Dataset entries
####
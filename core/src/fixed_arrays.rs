//! Fixed-capacity tables used by the simulation
//!
//! Everything here has a hard upper bound known at level load; a full table
//! rejects the insert instead of growing.

use serde::Serialize;

use crate::constants::{MAX_RUNWAY_CLAIMS, MAX_WAYPOINTS};
use crate::level::TileIndex;
use crate::roster::FlightId;

/// Ordered tiles an aircraft still has to visit, with a cursor on the next
/// one. An empty slot past the cursor means the queue is exhausted.
#[derive(Clone, Debug)]
pub struct WaypointQueue {
    tiles: [Option<TileIndex>; MAX_WAYPOINTS],
    cursor: u8,
}

impl Default for WaypointQueue {
    fn default() -> Self {
        Self {
            tiles: [None; MAX_WAYPOINTS],
            cursor: 0,
        }
    }
}

impl WaypointQueue {
    /// Replace the queue contents. Returns `false` (queue untouched) when the
    /// list does not fit.
    pub fn assign(&mut self, tiles: &[TileIndex]) -> bool {
        if tiles.len() > MAX_WAYPOINTS {
            return false;
        }
        self.clear();
        for (slot, tile) in self.tiles.iter_mut().zip(tiles) {
            *slot = Some(*tile);
        }
        true
    }

    #[inline(always)]
    pub fn current(&self) -> Option<TileIndex> {
        self.tiles.get(self.cursor as usize).copied().flatten()
    }

    /// Move to the next waypoint. Returns `true` once the queue is exhausted.
    #[inline(always)]
    pub fn advance(&mut self) -> bool {
        if (self.cursor as usize) < MAX_WAYPOINTS {
            self.cursor += 1;
        }
        self.current().is_none()
    }

    #[inline(always)]
    pub fn is_empty(&self) -> bool {
        self.current().is_none()
    }

    #[inline(always)]
    pub fn cursor(&self) -> usize {
        self.cursor as usize
    }

    /// Waypoints not yet reached, in visiting order.
    pub fn remaining(&self) -> impl Iterator<Item = TileIndex> + '_ {
        self.tiles[(self.cursor as usize).min(MAX_WAYPOINTS)..]
            .iter()
            .map_while(|slot| *slot)
    }

    pub fn last(&self) -> Option<TileIndex> {
        self.remaining().last()
    }

    #[inline(always)]
    pub fn clear(&mut self) {
        self.tiles = [None; MAX_WAYPOINTS];
        self.cursor = 0;
    }

    pub fn is_cleared(&self) -> bool {
        self.cursor == 0 && self.tiles.iter().all(Option::is_none)
    }
}

#[derive(Clone, Copy, Debug, PartialEq, Eq, Serialize)]
pub struct RunwayClaim {
    pub header: TileIndex,
    pub flight: FlightId,
}

/// Runway headers currently claimed by a flight.
#[derive(Clone, Debug, Default)]
pub struct RunwayClaims {
    slots: [Option<RunwayClaim>; MAX_RUNWAY_CLAIMS],
}

impl RunwayClaims {
    pub fn contains(&self, header: TileIndex) -> bool {
        self.iter().any(|claim| claim.header == header)
    }

    pub fn header_of(&self, flight: FlightId) -> Option<TileIndex> {
        self.iter()
            .find(|claim| claim.flight == flight)
            .map(|claim| claim.header)
    }

    /// Returns `false` when the header is already claimed or no slot is free.
    pub fn claim(&mut self, header: TileIndex, flight: FlightId) -> bool {
        if self.contains(header) {
            return false;
        }
        match self.slots.iter_mut().find(|slot| slot.is_none()) {
            Some(slot) => {
                *slot = Some(RunwayClaim { header, flight });
                true
            }
            None => false,
        }
    }

    pub fn release(&mut self, header: TileIndex) -> bool {
        let mut released = false;
        for slot in self.slots.iter_mut() {
            if slot.is_some_and(|claim| claim.header == header) {
                *slot = None;
                released = true;
            }
        }
        released
    }

    pub fn release_flight(&mut self, flight: FlightId) -> Vec<TileIndex> {
        let mut released = Vec::new();
        for slot in self.slots.iter_mut() {
            if let Some(claim) = *slot {
                if claim.flight == flight {
                    released.push(claim.header);
                    *slot = None;
                }
            }
        }
        released
    }

    pub fn iter(&self) -> impl Iterator<Item = RunwayClaim> + '_ {
        self.slots.iter().filter_map(|slot| *slot)
    }

    pub fn len(&self) -> usize {
        self.iter().count()
    }

    pub fn is_empty(&self) -> bool {
        self.len() == 0
    }
}

#[cfg(test)]
mod tests {
    use super::*;

    #[test]
    fn waypoint_queue_exhausts_after_last_tile() {
        let mut queue = WaypointQueue::default();
        assert!(queue.assign(&[4, 5, 6]));
        assert_eq!(queue.current(), Some(4));
        assert!(!queue.advance());
        assert!(!queue.advance());
        assert_eq!(queue.remaining().collect::<Vec<_>>(), vec![6]);
        assert!(queue.advance());
        assert!(queue.is_empty());
        queue.clear();
        assert!(queue.is_cleared());
    }

    #[test]
    fn waypoint_queue_rejects_overflow() {
        let mut queue = WaypointQueue::default();
        assert!(queue.assign(&[1]));
        let too_many: Vec<TileIndex> = (0..=MAX_WAYPOINTS as TileIndex).collect();
        assert!(!queue.assign(&too_many));
        assert_eq!(queue.current(), Some(1));
    }

    #[test]
    fn full_waypoint_queue_exhausts_at_capacity() {
        let mut queue = WaypointQueue::default();
        let full: Vec<TileIndex> = (0..MAX_WAYPOINTS as TileIndex).collect();
        assert!(queue.assign(&full));
        for _ in 0..MAX_WAYPOINTS - 1 {
            assert!(!queue.advance());
        }
        assert!(queue.advance());
        assert_eq!(queue.remaining().count(), 0);
    }

    #[test]
    fn runway_claims_are_exclusive_per_header() {
        let mut claims = RunwayClaims::default();
        assert!(claims.claim(0, 1));
        assert!(!claims.claim(0, 2));
        assert!(claims.claim(7, 2));
        assert_eq!(claims.header_of(2), Some(7));
        assert_eq!(claims.release_flight(1), vec![0]);
        assert!(!claims.contains(0));
        assert!(claims.release(7));
        assert!(claims.is_empty());
    }
}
####
* [PROBLEM TO WORK ON]:
Go through the records above and copy every line holding the word "level".

* [ANSWER BELOW]:
//! Everything here has a hard upper bound known at level load; a full table
use crate::level::TileIndex;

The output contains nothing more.